● **Work item**
Copy out all lines of the records in which the word "reader" appears.

● **Available data**
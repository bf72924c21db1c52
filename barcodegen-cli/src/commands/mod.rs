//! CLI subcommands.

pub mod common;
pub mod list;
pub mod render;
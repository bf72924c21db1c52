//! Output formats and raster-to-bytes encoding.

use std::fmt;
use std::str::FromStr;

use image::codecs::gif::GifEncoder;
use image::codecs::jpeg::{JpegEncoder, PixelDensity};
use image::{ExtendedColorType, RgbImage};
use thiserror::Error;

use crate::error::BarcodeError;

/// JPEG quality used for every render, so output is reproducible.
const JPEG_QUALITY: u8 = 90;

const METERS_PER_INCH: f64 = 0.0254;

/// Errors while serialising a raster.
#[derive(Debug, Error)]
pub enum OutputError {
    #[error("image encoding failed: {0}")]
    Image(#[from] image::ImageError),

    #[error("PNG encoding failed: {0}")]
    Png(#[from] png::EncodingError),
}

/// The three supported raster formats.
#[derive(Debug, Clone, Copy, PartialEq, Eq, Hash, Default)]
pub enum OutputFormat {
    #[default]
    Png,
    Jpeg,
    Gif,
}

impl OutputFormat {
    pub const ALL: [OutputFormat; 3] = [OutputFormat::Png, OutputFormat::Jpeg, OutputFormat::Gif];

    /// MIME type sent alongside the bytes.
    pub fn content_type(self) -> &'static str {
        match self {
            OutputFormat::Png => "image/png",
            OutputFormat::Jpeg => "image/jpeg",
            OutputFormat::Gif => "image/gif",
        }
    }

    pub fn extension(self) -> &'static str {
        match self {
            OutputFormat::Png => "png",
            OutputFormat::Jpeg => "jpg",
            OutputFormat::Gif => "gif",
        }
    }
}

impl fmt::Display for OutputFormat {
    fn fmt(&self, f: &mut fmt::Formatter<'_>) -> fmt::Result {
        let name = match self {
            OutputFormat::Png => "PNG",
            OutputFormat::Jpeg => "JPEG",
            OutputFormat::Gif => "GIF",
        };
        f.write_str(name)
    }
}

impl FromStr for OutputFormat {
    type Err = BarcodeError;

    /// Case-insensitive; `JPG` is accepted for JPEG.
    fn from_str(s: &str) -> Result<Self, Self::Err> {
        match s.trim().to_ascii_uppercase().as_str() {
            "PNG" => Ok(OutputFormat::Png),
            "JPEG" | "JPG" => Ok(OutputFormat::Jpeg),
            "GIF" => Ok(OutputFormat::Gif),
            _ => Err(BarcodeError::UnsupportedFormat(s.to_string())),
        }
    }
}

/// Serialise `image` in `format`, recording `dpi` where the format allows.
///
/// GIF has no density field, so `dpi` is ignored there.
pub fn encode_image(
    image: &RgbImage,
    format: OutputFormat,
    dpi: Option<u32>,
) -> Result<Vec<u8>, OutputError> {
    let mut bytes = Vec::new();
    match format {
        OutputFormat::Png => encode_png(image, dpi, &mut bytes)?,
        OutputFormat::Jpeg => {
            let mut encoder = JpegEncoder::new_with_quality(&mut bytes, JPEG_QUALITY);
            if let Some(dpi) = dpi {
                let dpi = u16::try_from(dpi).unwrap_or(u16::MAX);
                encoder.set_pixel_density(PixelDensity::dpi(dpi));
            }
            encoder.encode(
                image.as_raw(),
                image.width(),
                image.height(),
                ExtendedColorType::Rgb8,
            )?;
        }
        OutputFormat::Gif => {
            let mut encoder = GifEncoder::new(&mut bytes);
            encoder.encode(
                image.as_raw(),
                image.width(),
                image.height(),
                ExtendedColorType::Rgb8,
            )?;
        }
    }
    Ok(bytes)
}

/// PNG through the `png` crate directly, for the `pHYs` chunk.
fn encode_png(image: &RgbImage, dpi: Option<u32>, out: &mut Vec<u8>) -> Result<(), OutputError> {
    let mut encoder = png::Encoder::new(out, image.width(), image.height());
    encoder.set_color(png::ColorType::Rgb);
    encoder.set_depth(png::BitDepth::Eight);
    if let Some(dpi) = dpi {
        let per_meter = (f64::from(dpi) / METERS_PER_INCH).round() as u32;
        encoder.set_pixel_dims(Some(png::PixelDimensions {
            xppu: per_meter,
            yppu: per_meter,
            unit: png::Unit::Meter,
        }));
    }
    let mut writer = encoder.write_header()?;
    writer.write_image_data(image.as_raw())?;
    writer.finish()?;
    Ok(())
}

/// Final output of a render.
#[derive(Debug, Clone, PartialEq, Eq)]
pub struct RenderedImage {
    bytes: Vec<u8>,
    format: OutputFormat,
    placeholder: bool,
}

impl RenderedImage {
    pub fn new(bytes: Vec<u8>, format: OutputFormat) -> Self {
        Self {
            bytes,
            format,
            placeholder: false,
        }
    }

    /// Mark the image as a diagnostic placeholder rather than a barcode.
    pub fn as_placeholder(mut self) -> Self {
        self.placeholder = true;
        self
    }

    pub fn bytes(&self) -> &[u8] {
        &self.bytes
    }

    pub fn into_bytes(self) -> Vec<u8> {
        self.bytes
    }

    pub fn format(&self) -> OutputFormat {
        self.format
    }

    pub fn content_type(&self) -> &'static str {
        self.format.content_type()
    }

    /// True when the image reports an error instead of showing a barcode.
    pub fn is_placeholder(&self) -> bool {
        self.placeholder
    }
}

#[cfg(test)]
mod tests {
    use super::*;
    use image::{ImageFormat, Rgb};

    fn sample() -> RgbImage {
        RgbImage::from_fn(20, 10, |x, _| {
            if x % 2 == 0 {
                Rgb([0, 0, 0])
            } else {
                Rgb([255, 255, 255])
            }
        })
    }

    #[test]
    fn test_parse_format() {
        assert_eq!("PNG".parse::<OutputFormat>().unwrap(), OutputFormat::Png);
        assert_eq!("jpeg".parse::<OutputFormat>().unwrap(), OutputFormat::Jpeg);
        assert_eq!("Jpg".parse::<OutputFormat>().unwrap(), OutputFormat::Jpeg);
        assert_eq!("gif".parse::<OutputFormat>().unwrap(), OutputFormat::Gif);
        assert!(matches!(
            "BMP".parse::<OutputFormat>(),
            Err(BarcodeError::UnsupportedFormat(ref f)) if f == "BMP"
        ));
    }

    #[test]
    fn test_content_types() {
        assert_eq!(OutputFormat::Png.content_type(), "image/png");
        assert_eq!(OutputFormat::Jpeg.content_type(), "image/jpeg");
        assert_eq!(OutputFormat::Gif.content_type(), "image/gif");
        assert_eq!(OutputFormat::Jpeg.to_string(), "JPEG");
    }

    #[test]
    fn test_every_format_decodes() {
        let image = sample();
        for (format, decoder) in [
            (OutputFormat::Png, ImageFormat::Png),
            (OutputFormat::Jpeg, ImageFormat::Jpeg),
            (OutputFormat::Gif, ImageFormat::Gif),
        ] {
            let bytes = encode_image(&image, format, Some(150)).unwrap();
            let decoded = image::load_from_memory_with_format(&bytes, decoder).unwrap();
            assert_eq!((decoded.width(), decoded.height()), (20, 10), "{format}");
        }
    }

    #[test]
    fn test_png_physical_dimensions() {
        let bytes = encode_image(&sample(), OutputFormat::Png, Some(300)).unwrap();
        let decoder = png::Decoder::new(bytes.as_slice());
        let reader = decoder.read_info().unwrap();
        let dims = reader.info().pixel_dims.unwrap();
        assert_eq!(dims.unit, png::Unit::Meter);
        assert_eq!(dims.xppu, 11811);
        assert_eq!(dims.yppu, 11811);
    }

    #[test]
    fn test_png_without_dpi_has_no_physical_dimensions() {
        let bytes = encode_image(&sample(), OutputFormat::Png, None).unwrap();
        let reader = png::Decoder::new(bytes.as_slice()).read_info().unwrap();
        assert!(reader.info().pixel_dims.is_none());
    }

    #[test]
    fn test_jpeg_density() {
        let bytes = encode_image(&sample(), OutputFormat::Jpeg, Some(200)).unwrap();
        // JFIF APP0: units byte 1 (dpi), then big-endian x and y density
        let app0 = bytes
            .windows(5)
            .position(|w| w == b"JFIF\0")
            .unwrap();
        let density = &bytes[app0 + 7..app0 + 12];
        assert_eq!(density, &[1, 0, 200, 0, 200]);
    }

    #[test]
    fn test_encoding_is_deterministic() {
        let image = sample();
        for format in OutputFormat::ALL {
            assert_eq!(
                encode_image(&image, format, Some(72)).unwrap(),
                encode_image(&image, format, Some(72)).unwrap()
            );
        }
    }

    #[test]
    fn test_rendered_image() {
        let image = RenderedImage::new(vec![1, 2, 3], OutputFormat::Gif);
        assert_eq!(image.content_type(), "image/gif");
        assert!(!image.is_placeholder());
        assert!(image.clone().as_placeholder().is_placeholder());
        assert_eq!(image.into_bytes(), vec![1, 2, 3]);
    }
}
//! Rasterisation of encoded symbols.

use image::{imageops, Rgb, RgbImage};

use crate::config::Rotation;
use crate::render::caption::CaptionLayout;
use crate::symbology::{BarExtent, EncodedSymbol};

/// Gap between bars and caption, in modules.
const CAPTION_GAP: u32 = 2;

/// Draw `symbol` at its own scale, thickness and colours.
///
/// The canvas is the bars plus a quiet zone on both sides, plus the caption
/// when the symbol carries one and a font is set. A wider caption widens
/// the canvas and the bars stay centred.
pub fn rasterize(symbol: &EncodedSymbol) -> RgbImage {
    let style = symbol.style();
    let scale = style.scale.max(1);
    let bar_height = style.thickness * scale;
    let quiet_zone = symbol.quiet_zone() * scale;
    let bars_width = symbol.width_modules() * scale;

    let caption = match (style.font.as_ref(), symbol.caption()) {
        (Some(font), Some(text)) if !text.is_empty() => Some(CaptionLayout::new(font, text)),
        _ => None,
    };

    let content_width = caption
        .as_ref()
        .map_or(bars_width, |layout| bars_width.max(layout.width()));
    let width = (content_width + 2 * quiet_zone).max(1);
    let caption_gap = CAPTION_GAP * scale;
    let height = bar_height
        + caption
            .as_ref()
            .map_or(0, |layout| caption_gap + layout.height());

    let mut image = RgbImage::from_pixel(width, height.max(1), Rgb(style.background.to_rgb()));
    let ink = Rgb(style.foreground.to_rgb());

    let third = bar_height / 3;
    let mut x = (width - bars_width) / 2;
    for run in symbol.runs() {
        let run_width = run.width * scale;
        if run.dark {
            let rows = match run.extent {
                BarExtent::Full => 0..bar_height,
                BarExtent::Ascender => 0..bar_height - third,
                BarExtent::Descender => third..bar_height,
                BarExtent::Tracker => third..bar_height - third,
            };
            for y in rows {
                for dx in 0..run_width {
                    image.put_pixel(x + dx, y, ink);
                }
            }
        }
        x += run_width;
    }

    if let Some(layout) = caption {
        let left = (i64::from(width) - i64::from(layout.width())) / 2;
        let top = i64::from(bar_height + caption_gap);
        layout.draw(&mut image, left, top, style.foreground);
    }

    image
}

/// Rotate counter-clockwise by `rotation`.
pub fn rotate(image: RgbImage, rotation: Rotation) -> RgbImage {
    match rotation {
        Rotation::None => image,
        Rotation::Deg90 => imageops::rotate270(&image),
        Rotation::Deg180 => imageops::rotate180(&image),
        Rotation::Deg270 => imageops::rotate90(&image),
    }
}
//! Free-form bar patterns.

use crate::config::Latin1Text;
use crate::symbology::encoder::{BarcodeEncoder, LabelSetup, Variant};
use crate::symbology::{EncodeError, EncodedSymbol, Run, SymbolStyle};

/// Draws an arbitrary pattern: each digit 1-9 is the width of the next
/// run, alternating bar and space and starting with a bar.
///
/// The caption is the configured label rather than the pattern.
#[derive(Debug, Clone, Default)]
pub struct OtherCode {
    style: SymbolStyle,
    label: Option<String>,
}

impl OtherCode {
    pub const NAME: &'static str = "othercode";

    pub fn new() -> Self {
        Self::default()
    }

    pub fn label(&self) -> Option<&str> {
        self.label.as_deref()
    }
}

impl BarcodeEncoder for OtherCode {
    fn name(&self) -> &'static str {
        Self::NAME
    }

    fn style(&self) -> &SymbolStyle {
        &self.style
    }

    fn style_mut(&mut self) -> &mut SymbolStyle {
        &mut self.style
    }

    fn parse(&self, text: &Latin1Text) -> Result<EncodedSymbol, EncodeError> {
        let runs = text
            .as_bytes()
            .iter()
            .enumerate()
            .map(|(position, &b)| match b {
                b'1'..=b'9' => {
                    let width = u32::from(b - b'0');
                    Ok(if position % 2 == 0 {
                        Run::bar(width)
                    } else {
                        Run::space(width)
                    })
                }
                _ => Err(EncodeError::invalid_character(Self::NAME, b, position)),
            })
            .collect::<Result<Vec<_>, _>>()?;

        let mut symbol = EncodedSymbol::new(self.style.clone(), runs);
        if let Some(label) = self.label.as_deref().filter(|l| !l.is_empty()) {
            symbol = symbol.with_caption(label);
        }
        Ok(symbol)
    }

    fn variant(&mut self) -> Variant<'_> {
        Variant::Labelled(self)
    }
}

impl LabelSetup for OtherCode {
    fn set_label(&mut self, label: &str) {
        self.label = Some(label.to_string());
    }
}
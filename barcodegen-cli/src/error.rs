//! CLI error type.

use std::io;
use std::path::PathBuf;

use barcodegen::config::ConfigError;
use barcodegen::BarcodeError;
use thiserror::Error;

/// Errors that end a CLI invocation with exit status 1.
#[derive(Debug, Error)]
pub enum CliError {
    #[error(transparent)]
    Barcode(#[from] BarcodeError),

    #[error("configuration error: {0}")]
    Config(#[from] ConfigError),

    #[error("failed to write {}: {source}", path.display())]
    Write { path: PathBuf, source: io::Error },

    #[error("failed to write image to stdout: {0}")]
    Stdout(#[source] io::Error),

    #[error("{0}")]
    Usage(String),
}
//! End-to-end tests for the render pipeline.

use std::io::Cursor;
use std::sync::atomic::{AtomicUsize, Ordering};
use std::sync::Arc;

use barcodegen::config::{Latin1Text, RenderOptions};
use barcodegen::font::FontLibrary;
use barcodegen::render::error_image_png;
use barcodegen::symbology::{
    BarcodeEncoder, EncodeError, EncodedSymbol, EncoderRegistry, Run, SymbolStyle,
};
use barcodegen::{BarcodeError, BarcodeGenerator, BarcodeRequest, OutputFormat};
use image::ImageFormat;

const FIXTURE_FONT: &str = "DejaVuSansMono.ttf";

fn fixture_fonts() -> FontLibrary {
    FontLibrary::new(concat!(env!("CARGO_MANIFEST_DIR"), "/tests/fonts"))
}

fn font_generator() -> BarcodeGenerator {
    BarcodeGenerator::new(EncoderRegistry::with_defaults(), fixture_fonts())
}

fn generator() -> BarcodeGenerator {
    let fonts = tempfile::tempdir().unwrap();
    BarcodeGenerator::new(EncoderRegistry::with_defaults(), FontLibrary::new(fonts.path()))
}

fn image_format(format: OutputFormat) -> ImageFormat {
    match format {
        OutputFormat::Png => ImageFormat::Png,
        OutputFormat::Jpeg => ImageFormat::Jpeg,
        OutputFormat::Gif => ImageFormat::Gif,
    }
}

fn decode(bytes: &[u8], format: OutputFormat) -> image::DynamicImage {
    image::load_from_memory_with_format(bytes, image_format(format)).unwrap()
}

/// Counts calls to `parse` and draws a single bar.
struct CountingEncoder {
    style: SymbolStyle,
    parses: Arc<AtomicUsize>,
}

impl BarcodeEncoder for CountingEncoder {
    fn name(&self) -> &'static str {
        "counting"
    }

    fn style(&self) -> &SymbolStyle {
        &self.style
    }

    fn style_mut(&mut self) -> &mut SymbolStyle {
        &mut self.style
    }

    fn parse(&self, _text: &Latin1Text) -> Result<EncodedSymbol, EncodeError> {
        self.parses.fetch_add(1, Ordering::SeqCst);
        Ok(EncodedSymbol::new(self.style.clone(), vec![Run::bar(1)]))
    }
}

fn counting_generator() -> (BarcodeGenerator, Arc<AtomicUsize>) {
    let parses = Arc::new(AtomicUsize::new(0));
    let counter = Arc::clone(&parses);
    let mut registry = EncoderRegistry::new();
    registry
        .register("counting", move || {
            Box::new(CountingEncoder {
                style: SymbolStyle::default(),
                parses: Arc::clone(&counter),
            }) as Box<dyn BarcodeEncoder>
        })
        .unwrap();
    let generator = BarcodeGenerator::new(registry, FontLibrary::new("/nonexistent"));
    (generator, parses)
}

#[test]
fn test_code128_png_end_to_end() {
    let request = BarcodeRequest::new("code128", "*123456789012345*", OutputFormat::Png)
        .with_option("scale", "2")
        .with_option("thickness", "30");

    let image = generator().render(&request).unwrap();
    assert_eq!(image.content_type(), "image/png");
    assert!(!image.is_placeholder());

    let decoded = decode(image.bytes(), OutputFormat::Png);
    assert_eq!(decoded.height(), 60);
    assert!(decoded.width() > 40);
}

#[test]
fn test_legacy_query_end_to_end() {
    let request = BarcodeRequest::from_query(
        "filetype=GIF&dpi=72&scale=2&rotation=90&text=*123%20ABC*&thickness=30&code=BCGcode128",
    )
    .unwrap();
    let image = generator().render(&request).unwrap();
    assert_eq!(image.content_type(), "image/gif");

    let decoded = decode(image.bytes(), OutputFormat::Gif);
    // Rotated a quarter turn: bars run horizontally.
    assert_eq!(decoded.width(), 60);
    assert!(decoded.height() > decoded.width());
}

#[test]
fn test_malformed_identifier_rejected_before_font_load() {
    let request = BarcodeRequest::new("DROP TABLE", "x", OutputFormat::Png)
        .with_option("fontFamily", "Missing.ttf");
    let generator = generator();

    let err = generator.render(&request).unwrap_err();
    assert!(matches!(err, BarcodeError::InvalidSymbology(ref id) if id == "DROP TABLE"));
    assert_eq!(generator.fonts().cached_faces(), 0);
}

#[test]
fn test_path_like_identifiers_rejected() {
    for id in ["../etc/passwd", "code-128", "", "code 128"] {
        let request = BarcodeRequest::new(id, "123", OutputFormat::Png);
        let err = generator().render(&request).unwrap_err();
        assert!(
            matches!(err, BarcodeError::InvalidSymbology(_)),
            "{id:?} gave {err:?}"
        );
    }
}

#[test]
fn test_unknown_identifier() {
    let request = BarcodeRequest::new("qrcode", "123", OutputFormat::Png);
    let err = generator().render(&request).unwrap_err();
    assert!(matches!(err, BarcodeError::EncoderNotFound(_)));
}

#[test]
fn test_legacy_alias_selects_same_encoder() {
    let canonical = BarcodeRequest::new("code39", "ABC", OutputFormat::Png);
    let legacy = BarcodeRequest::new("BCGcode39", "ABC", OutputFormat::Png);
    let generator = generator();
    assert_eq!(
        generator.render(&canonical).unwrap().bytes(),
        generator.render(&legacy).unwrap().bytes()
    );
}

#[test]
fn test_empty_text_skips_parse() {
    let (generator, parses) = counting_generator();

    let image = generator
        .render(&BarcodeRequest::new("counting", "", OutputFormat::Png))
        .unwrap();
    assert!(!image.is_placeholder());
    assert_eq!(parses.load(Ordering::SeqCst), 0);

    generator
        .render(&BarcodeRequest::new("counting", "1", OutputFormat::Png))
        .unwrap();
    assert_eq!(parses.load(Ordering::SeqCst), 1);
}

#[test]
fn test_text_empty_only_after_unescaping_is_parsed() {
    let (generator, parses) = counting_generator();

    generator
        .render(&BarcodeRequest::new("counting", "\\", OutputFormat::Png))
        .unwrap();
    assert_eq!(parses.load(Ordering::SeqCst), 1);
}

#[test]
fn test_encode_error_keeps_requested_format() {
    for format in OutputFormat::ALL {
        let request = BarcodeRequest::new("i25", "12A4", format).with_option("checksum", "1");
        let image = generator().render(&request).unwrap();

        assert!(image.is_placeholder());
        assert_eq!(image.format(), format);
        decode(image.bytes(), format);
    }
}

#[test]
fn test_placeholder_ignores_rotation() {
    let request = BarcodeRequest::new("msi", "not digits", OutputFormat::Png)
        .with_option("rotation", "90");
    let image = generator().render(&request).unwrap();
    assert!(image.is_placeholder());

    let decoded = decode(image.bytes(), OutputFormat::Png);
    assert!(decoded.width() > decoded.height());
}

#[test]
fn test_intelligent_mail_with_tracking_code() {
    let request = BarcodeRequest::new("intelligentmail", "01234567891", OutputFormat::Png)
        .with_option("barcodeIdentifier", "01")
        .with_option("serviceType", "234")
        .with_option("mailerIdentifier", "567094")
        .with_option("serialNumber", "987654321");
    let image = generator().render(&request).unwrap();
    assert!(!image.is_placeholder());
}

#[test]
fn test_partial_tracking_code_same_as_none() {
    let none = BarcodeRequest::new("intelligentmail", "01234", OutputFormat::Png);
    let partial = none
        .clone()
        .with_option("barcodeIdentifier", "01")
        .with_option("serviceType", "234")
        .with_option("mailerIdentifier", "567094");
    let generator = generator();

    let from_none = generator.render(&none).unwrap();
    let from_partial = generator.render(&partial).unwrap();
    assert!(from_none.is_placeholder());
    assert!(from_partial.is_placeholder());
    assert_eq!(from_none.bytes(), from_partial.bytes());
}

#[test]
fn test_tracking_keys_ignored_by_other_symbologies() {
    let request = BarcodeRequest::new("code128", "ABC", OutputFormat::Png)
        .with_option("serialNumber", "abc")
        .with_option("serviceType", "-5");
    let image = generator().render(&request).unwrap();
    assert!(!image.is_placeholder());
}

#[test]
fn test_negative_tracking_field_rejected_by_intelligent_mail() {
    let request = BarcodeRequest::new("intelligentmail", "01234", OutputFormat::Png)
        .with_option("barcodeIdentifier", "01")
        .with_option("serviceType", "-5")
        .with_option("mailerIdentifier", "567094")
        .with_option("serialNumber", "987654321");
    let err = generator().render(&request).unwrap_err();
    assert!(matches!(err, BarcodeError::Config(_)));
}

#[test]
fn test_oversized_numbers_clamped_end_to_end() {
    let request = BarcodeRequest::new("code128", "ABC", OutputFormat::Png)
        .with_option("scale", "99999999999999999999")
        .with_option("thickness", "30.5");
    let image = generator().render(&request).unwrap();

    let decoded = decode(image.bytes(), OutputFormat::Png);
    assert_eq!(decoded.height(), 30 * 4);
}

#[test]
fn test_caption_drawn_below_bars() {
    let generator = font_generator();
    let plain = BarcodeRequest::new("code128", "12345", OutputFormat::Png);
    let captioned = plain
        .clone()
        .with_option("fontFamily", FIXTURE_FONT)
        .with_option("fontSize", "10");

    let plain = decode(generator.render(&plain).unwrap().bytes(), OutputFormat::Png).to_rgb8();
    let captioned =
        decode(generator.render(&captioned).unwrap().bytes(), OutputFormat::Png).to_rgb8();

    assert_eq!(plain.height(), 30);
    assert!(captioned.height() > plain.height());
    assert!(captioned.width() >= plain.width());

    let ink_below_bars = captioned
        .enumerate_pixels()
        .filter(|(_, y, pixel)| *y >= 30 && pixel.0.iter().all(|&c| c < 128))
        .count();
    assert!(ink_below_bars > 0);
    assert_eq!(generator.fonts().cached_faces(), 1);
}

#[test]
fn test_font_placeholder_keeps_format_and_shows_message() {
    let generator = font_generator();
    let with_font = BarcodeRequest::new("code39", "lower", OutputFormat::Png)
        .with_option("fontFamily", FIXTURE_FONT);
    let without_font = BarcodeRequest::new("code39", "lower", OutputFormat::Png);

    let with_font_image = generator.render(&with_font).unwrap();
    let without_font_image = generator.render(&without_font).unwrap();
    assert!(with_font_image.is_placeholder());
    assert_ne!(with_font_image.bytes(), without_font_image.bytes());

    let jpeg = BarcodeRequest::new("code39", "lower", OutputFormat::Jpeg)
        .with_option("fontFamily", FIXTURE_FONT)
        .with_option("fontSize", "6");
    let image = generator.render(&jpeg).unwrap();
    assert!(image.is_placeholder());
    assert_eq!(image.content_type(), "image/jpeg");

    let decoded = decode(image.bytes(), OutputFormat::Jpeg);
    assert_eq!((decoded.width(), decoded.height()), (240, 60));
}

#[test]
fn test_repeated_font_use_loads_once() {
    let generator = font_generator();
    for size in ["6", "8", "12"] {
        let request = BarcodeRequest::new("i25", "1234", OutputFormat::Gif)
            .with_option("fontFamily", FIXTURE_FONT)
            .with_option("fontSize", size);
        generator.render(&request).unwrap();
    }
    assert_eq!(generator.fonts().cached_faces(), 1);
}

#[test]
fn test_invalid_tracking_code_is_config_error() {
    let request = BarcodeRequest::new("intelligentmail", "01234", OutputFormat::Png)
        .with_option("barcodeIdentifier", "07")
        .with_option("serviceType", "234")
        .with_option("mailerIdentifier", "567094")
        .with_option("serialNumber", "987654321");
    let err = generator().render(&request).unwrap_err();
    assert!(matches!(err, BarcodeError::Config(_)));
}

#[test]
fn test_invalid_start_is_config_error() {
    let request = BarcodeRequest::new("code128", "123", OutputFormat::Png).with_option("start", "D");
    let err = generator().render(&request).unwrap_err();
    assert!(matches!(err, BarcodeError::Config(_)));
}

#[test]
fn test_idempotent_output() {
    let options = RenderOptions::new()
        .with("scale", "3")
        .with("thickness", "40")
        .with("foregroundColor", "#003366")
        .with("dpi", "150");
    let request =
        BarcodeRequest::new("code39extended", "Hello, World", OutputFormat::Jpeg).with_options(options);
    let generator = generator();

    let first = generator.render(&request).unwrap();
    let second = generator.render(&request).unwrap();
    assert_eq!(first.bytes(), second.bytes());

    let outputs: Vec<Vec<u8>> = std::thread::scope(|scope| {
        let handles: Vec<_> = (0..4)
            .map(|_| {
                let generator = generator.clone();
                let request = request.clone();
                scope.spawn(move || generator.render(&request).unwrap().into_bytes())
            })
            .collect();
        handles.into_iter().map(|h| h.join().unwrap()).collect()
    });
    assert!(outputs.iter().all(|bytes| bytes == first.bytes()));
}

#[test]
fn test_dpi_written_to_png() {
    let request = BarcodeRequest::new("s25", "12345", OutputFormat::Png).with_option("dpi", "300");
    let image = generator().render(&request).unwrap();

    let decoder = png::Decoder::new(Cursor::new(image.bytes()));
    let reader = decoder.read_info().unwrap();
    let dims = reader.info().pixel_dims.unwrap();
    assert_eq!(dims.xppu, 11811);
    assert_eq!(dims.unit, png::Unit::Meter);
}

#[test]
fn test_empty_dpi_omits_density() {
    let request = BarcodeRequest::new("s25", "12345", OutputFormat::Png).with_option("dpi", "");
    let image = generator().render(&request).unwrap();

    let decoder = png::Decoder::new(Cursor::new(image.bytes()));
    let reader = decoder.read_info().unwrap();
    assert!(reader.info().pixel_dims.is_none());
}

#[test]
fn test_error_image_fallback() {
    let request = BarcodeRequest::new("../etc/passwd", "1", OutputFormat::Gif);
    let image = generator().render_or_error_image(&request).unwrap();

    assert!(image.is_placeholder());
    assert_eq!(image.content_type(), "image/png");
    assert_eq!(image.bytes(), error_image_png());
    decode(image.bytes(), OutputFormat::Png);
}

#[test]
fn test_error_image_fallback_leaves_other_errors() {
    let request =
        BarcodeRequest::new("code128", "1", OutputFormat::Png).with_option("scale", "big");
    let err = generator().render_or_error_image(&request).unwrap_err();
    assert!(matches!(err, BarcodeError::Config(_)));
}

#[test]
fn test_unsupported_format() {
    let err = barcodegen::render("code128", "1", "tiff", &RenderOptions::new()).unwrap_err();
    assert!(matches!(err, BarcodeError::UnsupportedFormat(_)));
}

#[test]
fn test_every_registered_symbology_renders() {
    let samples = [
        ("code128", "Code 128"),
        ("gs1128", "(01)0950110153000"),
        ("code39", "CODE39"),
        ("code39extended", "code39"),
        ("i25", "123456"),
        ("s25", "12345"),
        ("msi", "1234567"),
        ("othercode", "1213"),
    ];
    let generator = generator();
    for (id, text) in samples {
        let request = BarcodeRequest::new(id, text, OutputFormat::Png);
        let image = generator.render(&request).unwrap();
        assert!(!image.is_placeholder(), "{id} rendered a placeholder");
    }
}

● **Answer**
        let reader = decoder.read_info().unwrap();
        let dims = reader.info().pixel_dims.unwrap();
        let reader = png::Decoder::new(bytes.as_slice()).read_info().unwrap();
        assert!(reader.info().pixel_dims.is_none());
    let reader = decoder.read_info().unwrap();
    let dims = reader.info().pixel_dims.unwrap();
    let reader = decoder.read_info().unwrap();
    assert!(reader.info().pixel_dims.is_none());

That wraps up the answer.